1. Anti-Anxiety Medication
Many seniors experience a great deal of anxiety and stress, which may be brought on by any number of situations such as the loss of a spouse, financial difficulties, or moving into a family member’s home. Commonly prescribed anti-anxiety medications like Xanax (alprazolam), Limbitrol or Librium (chlordiazepoxide), and Valium (diazepam) can carry unique risks for seniors. All of these can cause extreme confusion and dizziness, significantly increase the risk of falls and broken bones, and can cause dependence.

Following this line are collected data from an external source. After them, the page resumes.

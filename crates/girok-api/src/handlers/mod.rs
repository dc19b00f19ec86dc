//! HTTP handlers
//!
//! DTOs validate at the boundary; responses follow the standard
//! envelopes: `{success: true, ...}` for commands, the bare entity for
//! GETs, and `{data, meta}` for lists.

pub mod auth;
pub mod consent;
pub mod dsr;
pub mod health;
pub mod legal;
pub mod mfa;
pub mod sanction;
pub mod session;

use serde::Serialize;

/// Pagination envelope for list responses
#[derive(Debug, Serialize)]
#[serde(rename_all = "camelCase")]
pub struct ListMeta {
    pub total: u64,
    pub page: u64,
    pub limit: u64,
    pub total_pages: u64,
}

#[derive(Debug, Serialize)]
pub struct ListResponse<T> {
    pub data: Vec<T>,
    pub meta: ListMeta,
}

impl<T> ListResponse<T> {
    pub fn new(data: Vec<T>, total: u64, page: u64, limit: u64) -> Self {
        let limit = limit.max(1);
        Self {
            data,
            meta: ListMeta {
                total,
                page,
                limit,
                total_pages: total.div_ceil(limit),
            },
        }
    }
}

#[cfg(test)]
mod tests {
    use super::*;

    #[test]
    fn test_list_meta_total_pages() {
        let response = ListResponse::new(vec![1, 2, 3], 25, 1, 10);
        assert_eq!(response.meta.total_pages, 3);

        let response = ListResponse::new(Vec::<i32>::new(), 0, 1, 10);
        assert_eq!(response.meta.total_pages, 0);

        let response = ListResponse::new(vec![1], 10, 1, 10);
        assert_eq!(response.meta.total_pages, 1);
    }

    #[test]
    fn test_meta_serializes_camel_case() {
        let response = ListResponse::new(vec![1], 1, 1, 20);
        let json = serde_json::to_value(&response).unwrap();
        assert!(json["meta"].get("totalPages").is_some());
    }
}
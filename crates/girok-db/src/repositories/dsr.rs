//! DSR request repository, including the append-only audit log

use crate::entities::dsr_request::{
    ActiveModel, Column, DsrStatus as DbStatus, DsrType as DbType, Entity,
};
use crate::entities::dsr_request_log;
use crate::error::{DbError, DbResult};
use chrono::{DateTime, Duration, Utc};
use girok_core::entities::dsr::{DsrRequest, DsrStatus, DsrType};
use girok_core::ids::uuid7;
use sea_orm::{
    ActiveModelTrait, ColumnTrait, Condition, ConnectionTrait, DatabaseConnection, EntityTrait,
    PaginatorTrait, QueryFilter, QueryOrder, Set,
};
use std::sync::Arc;
use tracing::info;
use uuid::Uuid;

/// List filter, assembled from typed fragments only
#[derive(Debug, Clone, Default)]
pub struct DsrFilter {
    pub account_id: Option<Uuid>,
    pub status: Option<DsrStatus>,
    pub request_type: Option<DsrType>,
    pub assigned_to: Option<Uuid>,
    pub page: u64,
    pub limit: u64,
}

impl DsrFilter {
    fn condition(&self) -> Condition {
        let mut condition = Condition::all();
        if let Some(account_id) = self.account_id {
            condition = condition.add(Column::AccountId.eq(account_id));
        }
        if let Some(status) = self.status {
            condition = condition.add(Column::Status.eq(DbStatus::from(status)));
        }
        if let Some(request_type) = self.request_type {
            condition = condition.add(Column::RequestType.eq(DbType::from(request_type)));
        }
        if let Some(assigned_to) = self.assigned_to {
            condition = condition.add(Column::AssignedTo.eq(assigned_to));
        }
        condition
    }
}

/// Counts reported by the statistics endpoint and the daily summary
#[derive(Debug, Clone, Default, serde::Serialize)]
#[serde(rename_all = "camelCase")]
pub struct DsrStatistics {
    pub pending: u64,
    pub in_progress: u64,
    pub approaching_deadline: u64,
    pub overdue: u64,
}

/// DSR repository
#[derive(Clone)]
pub struct DsrRepository {
    db: Arc<DatabaseConnection>,
}

impl DsrRepository {
    pub fn new(db: Arc<DatabaseConnection>) -> Self {
        Self { db }
    }

    /// Insert inside the caller's transaction
    pub async fn insert<C: ConnectionTrait>(
        &self,
        conn: &C,
        request: DsrRequest,
    ) -> DbResult<DsrRequest> {
        let active = ActiveModel::try_from(request)?;
        let model = active.insert(conn).await.map_err(DbError::from)?;
        info!(request_id = %model.id, "DSR request created");
        model.into_domain()
    }

    pub async fn find_by_id(&self, id: Uuid) -> DbResult<Option<DsrRequest>> {
        match Entity::find_by_id(id)
            .one(self.db.as_ref())
            .await
            .map_err(DbError::from)?
        {
            Some(model) => Ok(Some(model.into_domain()?)),
            None => Ok(None),
        }
    }

    /// Full-row update inside the caller's transaction
    pub async fn update<C: ConnectionTrait>(
        &self,
        conn: &C,
        request: DsrRequest,
    ) -> DbResult<DsrRequest> {
        let mut active = ActiveModel::try_from(request)?;
        active.updated_at = Set(Utc::now());
        let model = active.update(conn).await.map_err(DbError::from)?;
        model.into_domain()
    }

    /// Paginated listing
    pub async fn list(&self, filter: &DsrFilter) -> DbResult<(Vec<DsrRequest>, u64)> {
        let limit = filter.limit.clamp(1, 100);
        let page = filter.page.max(1);

        let paginator = Entity::find()
            .filter(filter.condition())
            .order_by_desc(Column::CreatedAt)
            .paginate(self.db.as_ref(), limit);

        let total = paginator.num_items().await.map_err(DbError::from)?;
        let models = paginator
            .fetch_page(page - 1)
            .await
            .map_err(DbError::from)?;

        let mut requests = Vec::with_capacity(models.len());
        for model in models {
            requests.push(model.into_domain()?);
        }
        Ok((requests, total))
    }

    /// Every request still counting against a deadline
    pub async fn open_requests(&self) -> DbResult<Vec<DsrRequest>> {
        let models = Entity::find()
            .filter(
                Condition::any()
                    .add(Column::Status.eq(DbStatus::Pending))
                    .add(Column::Status.eq(DbStatus::Verified))
                    .add(Column::Status.eq(DbStatus::InProgress)),
            )
            .order_by_asc(Column::Deadline)
            .all(self.db.as_ref())
            .await
            .map_err(DbError::from)?;

        let mut requests = Vec::with_capacity(models.len());
        for model in models {
            requests.push(model.into_domain()?);
        }
        Ok(requests)
    }

    /// Open requests past their effective deadline
    ///
    /// The effective deadline is `extended ?? deadline`; computing it in
    /// process avoids NULL-coalescing SQL on the hot path.
    pub async fn overdue(&self, now: DateTime<Utc>) -> DbResult<Vec<DsrRequest>> {
        let open = self.open_requests().await?;
        Ok(open
            .into_iter()
            .filter(|r| r.effective_deadline() <= now)
            .collect())
    }

    /// Counts for the statistics endpoint and the daily summary
    pub async fn statistics(&self, now: DateTime<Utc>) -> DbResult<DsrStatistics> {
        let open = self.open_requests().await?;

        let mut stats = DsrStatistics::default();
        for request in &open {
            match request.status {
                DsrStatus::Pending => stats.pending += 1,
                DsrStatus::InProgress => stats.in_progress += 1,
                _ => {}
            }
            let deadline = request.effective_deadline();
            if deadline <= now {
                stats.overdue += 1;
            } else if deadline <= now + Duration::days(7) {
                stats.approaching_deadline += 1;
            }
        }
        Ok(stats)
    }

    /// Append an audit-log row inside the caller's transaction
    pub async fn append_log<C: ConnectionTrait>(
        &self,
        conn: &C,
        request_id: Uuid,
        action: &str,
        operator_id: Option<Uuid>,
        details: serde_json::Value,
        ip_address: Option<String>,
    ) -> DbResult<()> {
        let row = dsr_request_log::ActiveModel {
            id: Set(uuid7::generate()),
            request_id: Set(request_id),
            action: Set(action.to_string()),
            operator_id: Set(operator_id),
            details: Set(details),
            ip_address: Set(ip_address),
            created_at: Set(Utc::now()),
        };

        row.insert(conn).await.map_err(DbError::from)?;
        Ok(())
    }

    /// Audit log for one request, oldest first
    pub async fn logs_for(&self, request_id: Uuid) -> DbResult<Vec<dsr_request_log::Model>> {
        dsr_request_log::Entity::find()
            .filter(dsr_request_log::Column::RequestId.eq(request_id))
            .order_by_asc(dsr_request_log::Column::CreatedAt)
            .all(self.db.as_ref())
            .await
            .map_err(DbError::from)
    }
}
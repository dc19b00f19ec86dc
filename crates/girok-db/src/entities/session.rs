//! Session entity model for SeaORM

use super::*;
use girok_core::entities::session as domain;
use sea_orm::ActiveValue::Set;

#[derive(Clone, Debug, PartialEq, DeriveEntityModel, Eq, Serialize, Deserialize)]
#[sea_orm(table_name = "sessions")]
pub struct Model {
    #[sea_orm(primary_key, auto_increment = false)]
    pub id: Uuid,

    pub account_id: Uuid,

    /// SHA-256 digest of the opaque refresh token; the token itself is
    /// never stored
    #[sea_orm(unique)]
    pub refresh_token_hash: String,

    pub device_fingerprint: Option<String>,

    pub ip_address: Option<String>,

    pub user_agent: Option<String>,

    pub context: SessionContext,

    pub mfa_verified: bool,

    pub mfa_required: bool,

    pub created_at: chrono::DateTime<chrono::Utc>,

    pub last_activity_at: chrono::DateTime<chrono::Utc>,

    pub expires_at: chrono::DateTime<chrono::Utc>,
}

#[derive(Copy, Clone, Debug, EnumIter, DeriveRelation)]
pub enum Relation {
    #[sea_orm(
        belongs_to = "super::account::Entity",
        from = "Column::AccountId",
        to = "super::account::Column::Id"
    )]
    Account,
}

impl Related<super::account::Entity> for Entity {
    fn to() -> RelationDef {
        Relation::Account.def()
    }
}

impl ActiveModelBehavior for ActiveModel {}

/// Session context enum for database storage
#[derive(Debug, Clone, PartialEq, Eq, EnumIter, DeriveActiveEnum, Serialize, Deserialize)]
#[sea_orm(rs_type = "String", db_type = "String(Some(16))")]
pub enum SessionContext {
    #[sea_orm(string_value = "USER")]
    User,
    #[sea_orm(string_value = "OPERATOR")]
    Operator,
}

impl From<domain::SessionContext> for SessionContext {
    fn from(context: domain::SessionContext) -> Self {
        match context {
            domain::SessionContext::User => SessionContext::User,
            domain::SessionContext::Operator => SessionContext::Operator,
        }
    }
}

impl From<SessionContext> for domain::SessionContext {
    fn from(context: SessionContext) -> Self {
        match context {
            SessionContext::User => domain::SessionContext::User,
            SessionContext::Operator => domain::SessionContext::Operator,
        }
    }
}

impl From<Model> for domain::Session {
    fn from(model: Model) -> Self {
        Self {
            id: model.id,
            account_id: model.account_id,
            refresh_token_hash: model.refresh_token_hash,
            device_fingerprint: model.device_fingerprint,
            ip_address: model.ip_address,
            user_agent: model.user_agent,
            context: model.context.into(),
            mfa_verified: model.mfa_verified,
            mfa_required: model.mfa_required,
            created_at: model.created_at,
            last_activity_at: model.last_activity_at,
            expires_at: model.expires_at,
        }
    }
}

impl From<domain::Session> for ActiveModel {
    fn from(session: domain::Session) -> Self {
        Self {
            id: Set(session.id),
            account_id: Set(session.account_id),
            refresh_token_hash: Set(session.refresh_token_hash),
            device_fingerprint: Set(session.device_fingerprint),
            ip_address: Set(session.ip_address),
            user_agent: Set(session.user_agent),
            context: Set(session.context.into()),
            mfa_verified: Set(session.mfa_verified),
            mfa_required: Set(session.mfa_required),
            created_at: Set(session.created_at),
            last_activity_at: Set(session.last_activity_at),
            expires_at: Set(session.expires_at),
        }
    }
}

#[cfg(test)]
mod tests {
    use super::*;

    #[test]
    fn test_context_conversion_roundtrip() {
        for context in [
            domain::SessionContext::User,
            domain::SessionContext::Operator,
        ] {
            let db: SessionContext = context.into();
            let back: domain::SessionContext = db.into();
            assert_eq!(context, back);
        }
    }
}
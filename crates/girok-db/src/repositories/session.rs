//! Session repository
//!
//! Server-side session records. Refresh tokens exist only as SHA-256
//! digests; the helpers here generate the opaque token and hash it.

use crate::entities::session::{ActiveModel, Column, Entity};
use crate::error::{DbError, DbResult};
use chrono::{DateTime, Duration, Utc};
use girok_core::entities::session::{Session, REFRESH_TOKEN_TTL_DAYS};
use rand::{rngs::OsRng, RngCore};
use sea_orm::{
    ActiveModelTrait, ColumnTrait, ConnectionTrait, DatabaseConnection, EntityTrait, QueryFilter,
    QueryOrder, Set,
};
use sha2::{Digest, Sha256};
use std::sync::Arc;
use tracing::info;
use uuid::Uuid;

/// Generate an opaque 32-byte refresh token, hex-encoded
pub fn generate_refresh_token() -> String {
    let mut bytes = [0u8; 32];
    OsRng.fill_bytes(&mut bytes);
    let mut out = String::with_capacity(64);
    for byte in bytes {
        out.push_str(&format!("{byte:02x}"));
    }
    out
}

/// SHA-256 digest of a refresh token, hex-encoded
pub fn hash_refresh_token(token: &str) -> String {
    let digest = Sha256::digest(token.as_bytes());
    let mut out = String::with_capacity(64);
    for byte in digest {
        out.push_str(&format!("{byte:02x}"));
    }
    out
}

/// Session repository
#[derive(Clone)]
pub struct SessionRepository {
    db: Arc<DatabaseConnection>,
}

impl SessionRepository {
    pub fn new(db: Arc<DatabaseConnection>) -> Self {
        Self { db }
    }

    /// Insert a session inside the caller's transaction
    pub async fn create<C: ConnectionTrait>(
        &self,
        conn: &C,
        session: Session,
    ) -> DbResult<Session> {
        let active: ActiveModel = session.into();
        let model = active.insert(conn).await.map_err(DbError::from)?;
        info!(session_id = %model.id, account_id = %model.account_id, "session created");
        Ok(model.into())
    }

    pub async fn find_by_id(&self, id: Uuid) -> DbResult<Option<Session>> {
        Entity::find_by_id(id)
            .one(self.db.as_ref())
            .await
            .map_err(DbError::from)
            .map(|model| model.map(Into::into))
    }

    pub async fn find_by_refresh_hash(&self, token_hash: &str) -> DbResult<Option<Session>> {
        Entity::find()
            .filter(Column::RefreshTokenHash.eq(token_hash))
            .one(self.db.as_ref())
            .await
            .map_err(DbError::from)
            .map(|model| model.map(Into::into))
    }

    pub async fn list_for_account(&self, account_id: Uuid) -> DbResult<Vec<Session>> {
        Entity::find()
            .filter(Column::AccountId.eq(account_id))
            .filter(Column::ExpiresAt.gt(Utc::now()))
            .order_by_desc(Column::LastActivityAt)
            .all(self.db.as_ref())
            .await
            .map_err(DbError::from)
            .map(|models| models.into_iter().map(Into::into).collect())
    }

    /// Sliding-activity write; throttling is the caller's decision
    pub async fn touch_activity(&self, id: Uuid, at: DateTime<Utc>) -> DbResult<()> {
        Entity::update_many()
            .filter(Column::Id.eq(id))
            .col_expr(
                Column::LastActivityAt,
                sea_orm::sea_query::Expr::value(at),
            )
            .exec(self.db.as_ref())
            .await
            .map_err(DbError::from)?;
        Ok(())
    }

    /// Mark the session's second factor satisfied inside the caller's
    /// transaction
    pub async fn set_mfa_verified<C: ConnectionTrait>(&self, conn: &C, id: Uuid) -> DbResult<()> {
        Entity::update_many()
            .filter(Column::Id.eq(id))
            .col_expr(Column::MfaVerified, sea_orm::sea_query::Expr::value(true))
            .exec(conn)
            .await
            .map_err(DbError::from)?;
        Ok(())
    }

    /// Rotate the refresh token and push the expiry window forward
    pub async fn rotate_refresh(&self, id: Uuid, new_token_hash: &str) -> DbResult<()> {
        Entity::update_many()
            .filter(Column::Id.eq(id))
            .col_expr(
                Column::RefreshTokenHash,
                sea_orm::sea_query::Expr::value(new_token_hash),
            )
            .col_expr(
                Column::ExpiresAt,
                sea_orm::sea_query::Expr::value(
                    Utc::now() + Duration::days(REFRESH_TOKEN_TTL_DAYS),
                ),
            )
            .col_expr(
                Column::LastActivityAt,
                sea_orm::sea_query::Expr::value(Utc::now()),
            )
            .exec(self.db.as_ref())
            .await
            .map_err(DbError::from)?;
        Ok(())
    }

    /// Delete one session; true when a row existed
    pub async fn delete(&self, id: Uuid) -> DbResult<bool> {
        let result = Entity::delete_by_id(id)
            .exec(self.db.as_ref())
            .await
            .map_err(DbError::from)?;
        Ok(result.rows_affected > 0)
    }

    /// Bulk-revoke every other session of an account, inside the
    /// caller's transaction
    pub async fn delete_all_except<C: ConnectionTrait>(
        &self,
        conn: &C,
        account_id: Uuid,
        keep: Option<Uuid>,
    ) -> DbResult<u64> {
        let mut query = Entity::delete_many().filter(Column::AccountId.eq(account_id));
        if let Some(keep_id) = keep {
            query = query.filter(Column::Id.ne(keep_id));
        }

        let result = query.exec(conn).await.map_err(DbError::from)?;
        info!(account_id = %account_id, revoked = result.rows_affected, "bulk session revocation");
        Ok(result.rows_affected)
    }
}

#[cfg(test)]
mod tests {
    use super::*;

    #[test]
    fn test_refresh_token_shape() {
        let token = generate_refresh_token();
        assert_eq!(token.len(), 64);
        assert_ne!(token, generate_refresh_token());
    }

    #[test]
    fn test_hash_is_deterministic_and_distinct() {
        let token = generate_refresh_token();
        assert_eq!(hash_refresh_token(&token), hash_refresh_token(&token));
        assert_ne!(hash_refresh_token(&token), token);
        assert_eq!(hash_refresh_token(&token).len(), 64);
    }
}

2. Non-Steroidal Anti-Inflammatory Drugs (NSAIDs)
NSAIDs are commonly prescribed to control inflammation and pain. While effective, these medications are not without risks. NSAIDs can put seniors more at risk of ulcers and bleeding in the stomach. NSAIDs are also dangerous for seniors with a history of hypertension, heart failure, and kidney failure, and can increase blood pressure.

3. Diuretics
Diuretics are often prescribed to treat heart failure and control blood pressure. The most commonly prescribed diuretic among seniors is Aldactone (spironolactone), which works by blocking a hormone that causes a build-up of salt and fluid. When this diuretic is taken along with the common antibiotic Septra (or Bactrim), it can cause a potentially dangerous increase in blood potassium levels. Taken on their own, diuretics can also cause a loss of sodium, potassium, and magnesium, which can cause irritability, fatigue, dizziness, confusion, temporary muscle weakness, and falls. The elderly in particular may develop an increase in uric acid, which can lead to gout.

4. Opioid Pain Relievers
Narcotic painkillers are often prescribed to seniors with chronic health conditions, particularly arthritis. These pain relievers do not decrease inflammation like NSAIDs but instead work on pain receptors on nerve cells to reduce pain. Some of the most widely prescribed narcotics for seniors include Talwin (pentazocine), Demerol (meperidine), Codeine (3-methylmorphine), and Oxycodone. Perhaps the greatest risk of opioid pain relievers is addiction. However, other potential risks include nausea, constipation, urinary retention, drowsiness, dry mouth and respiratory depression. Opioids also interact with alcohol, certain antidepressants, sleeping pills, and antihistamines.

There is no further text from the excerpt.